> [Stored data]
━━━━━━
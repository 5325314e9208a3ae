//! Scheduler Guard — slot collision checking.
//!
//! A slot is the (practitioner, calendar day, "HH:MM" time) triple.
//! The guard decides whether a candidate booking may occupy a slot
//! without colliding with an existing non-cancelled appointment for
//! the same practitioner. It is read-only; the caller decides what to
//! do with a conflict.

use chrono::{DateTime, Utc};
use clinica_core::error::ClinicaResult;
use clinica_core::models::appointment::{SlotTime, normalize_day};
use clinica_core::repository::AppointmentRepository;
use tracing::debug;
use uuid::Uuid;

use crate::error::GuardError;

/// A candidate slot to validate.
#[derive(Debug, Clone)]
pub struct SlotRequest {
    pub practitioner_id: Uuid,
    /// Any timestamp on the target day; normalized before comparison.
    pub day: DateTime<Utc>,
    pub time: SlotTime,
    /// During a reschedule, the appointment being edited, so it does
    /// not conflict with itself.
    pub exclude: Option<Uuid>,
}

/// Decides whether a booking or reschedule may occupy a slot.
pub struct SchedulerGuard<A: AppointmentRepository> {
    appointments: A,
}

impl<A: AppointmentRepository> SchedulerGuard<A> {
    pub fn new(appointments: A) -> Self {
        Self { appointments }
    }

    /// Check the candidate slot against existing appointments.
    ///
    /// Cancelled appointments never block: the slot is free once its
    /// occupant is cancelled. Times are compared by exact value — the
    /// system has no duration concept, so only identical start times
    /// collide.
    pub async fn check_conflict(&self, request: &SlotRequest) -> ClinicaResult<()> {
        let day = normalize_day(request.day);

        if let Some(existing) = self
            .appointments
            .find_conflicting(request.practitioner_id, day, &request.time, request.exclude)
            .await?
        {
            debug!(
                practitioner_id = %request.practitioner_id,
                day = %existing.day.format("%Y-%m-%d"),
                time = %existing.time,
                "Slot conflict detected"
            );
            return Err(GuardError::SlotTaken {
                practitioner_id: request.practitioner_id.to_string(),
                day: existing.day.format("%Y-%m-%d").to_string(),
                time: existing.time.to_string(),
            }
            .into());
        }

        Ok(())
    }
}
━━━━━━
> [DESCRIPTION OF THE TASK]
Your answer should consist of each line of the data above in which the word "ClinicaResult" occurs.

> [RESPONSE]
use clinica_core::error::ClinicaResult;
    pub async fn check_conflict(&self, request: &SlotRequest) -> ClinicaResult<()> {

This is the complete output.